(Beginning of RECORDS SHOWN)

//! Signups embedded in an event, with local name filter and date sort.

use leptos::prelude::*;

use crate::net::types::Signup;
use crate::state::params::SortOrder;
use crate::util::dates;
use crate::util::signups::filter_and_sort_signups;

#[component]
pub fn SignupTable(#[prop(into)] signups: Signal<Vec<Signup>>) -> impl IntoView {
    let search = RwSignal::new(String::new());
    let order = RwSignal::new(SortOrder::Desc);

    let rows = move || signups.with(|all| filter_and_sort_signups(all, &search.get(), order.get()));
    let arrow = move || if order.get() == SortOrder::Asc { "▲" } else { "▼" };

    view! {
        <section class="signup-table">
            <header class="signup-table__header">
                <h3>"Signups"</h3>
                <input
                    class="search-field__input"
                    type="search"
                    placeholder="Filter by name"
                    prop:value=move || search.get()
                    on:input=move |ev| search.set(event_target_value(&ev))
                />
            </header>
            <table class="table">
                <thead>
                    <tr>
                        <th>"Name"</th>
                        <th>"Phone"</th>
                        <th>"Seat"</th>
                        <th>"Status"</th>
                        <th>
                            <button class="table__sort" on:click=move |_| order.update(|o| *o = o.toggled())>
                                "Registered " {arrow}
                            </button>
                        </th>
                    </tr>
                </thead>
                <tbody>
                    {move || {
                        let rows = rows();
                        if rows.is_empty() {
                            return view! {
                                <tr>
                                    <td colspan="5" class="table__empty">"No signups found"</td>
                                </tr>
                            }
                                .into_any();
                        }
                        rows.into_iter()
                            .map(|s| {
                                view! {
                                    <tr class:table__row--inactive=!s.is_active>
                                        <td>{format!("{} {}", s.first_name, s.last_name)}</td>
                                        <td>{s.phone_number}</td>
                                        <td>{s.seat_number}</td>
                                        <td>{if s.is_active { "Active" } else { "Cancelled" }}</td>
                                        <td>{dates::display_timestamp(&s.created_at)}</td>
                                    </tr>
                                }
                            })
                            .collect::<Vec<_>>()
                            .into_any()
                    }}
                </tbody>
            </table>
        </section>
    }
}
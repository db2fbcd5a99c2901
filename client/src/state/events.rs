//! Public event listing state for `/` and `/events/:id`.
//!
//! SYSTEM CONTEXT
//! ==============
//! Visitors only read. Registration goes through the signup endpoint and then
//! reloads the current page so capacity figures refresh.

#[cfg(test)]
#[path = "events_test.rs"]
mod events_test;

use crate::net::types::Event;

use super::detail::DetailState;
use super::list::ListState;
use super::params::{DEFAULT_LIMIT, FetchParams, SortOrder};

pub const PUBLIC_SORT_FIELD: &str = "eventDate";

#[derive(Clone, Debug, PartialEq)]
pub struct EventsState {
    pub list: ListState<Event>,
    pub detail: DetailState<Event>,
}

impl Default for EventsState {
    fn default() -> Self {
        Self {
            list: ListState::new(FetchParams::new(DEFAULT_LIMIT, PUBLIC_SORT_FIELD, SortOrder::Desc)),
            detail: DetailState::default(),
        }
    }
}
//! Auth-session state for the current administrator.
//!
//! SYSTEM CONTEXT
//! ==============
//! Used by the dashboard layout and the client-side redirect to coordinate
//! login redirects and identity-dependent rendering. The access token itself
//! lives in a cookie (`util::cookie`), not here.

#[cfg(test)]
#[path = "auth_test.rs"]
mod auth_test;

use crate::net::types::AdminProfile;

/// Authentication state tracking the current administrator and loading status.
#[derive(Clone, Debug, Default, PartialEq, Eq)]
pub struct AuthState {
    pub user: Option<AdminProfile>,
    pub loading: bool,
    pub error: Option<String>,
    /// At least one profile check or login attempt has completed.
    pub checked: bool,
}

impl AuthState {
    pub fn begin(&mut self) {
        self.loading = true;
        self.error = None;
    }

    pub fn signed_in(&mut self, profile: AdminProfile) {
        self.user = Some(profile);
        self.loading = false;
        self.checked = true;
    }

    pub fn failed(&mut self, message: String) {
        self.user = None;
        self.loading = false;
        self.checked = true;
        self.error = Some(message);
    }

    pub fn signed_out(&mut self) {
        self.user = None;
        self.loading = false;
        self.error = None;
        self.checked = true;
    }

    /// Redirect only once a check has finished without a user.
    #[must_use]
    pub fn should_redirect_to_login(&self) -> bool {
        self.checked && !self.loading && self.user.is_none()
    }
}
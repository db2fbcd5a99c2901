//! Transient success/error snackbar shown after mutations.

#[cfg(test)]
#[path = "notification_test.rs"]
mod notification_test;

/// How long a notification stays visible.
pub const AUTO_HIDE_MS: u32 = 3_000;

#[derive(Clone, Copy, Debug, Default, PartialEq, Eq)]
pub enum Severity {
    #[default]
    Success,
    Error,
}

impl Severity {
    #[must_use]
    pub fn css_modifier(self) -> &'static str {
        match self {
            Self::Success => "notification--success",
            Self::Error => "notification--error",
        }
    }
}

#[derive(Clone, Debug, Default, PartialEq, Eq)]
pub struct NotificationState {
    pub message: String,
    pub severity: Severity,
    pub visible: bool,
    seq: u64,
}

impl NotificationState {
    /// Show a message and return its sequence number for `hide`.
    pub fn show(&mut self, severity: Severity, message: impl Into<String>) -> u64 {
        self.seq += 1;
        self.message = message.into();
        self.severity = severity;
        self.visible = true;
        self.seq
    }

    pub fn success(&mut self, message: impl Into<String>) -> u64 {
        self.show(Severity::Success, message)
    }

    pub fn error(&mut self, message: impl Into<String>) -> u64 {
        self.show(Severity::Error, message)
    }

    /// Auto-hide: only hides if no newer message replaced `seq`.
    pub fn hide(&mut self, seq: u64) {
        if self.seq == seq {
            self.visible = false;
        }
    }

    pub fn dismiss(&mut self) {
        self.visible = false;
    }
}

(End of RECORDS SHOWN)

- **WHAT IS EXPECTED**
What is needed is a word-for-word copy of the records above, from the first line through the line that contains "let order = RwSignal::new(SortOrder::Desc);".

- **EXPECTED OUTPUT**
//! Signups embedded in an event, with local name filter and date sort.

use leptos::prelude::*;

use crate::net::types::Signup;
use crate::state::params::SortOrder;
use crate::util::dates;
use crate::util::signups::filter_and_sort_signups;

#[component]
pub fn SignupTable(#[prop(into)] signups: Signal<Vec<Signup>>) -> impl IntoView {
    let search = RwSignal::new(String::new());
    let order = RwSignal::new(SortOrder::Desc);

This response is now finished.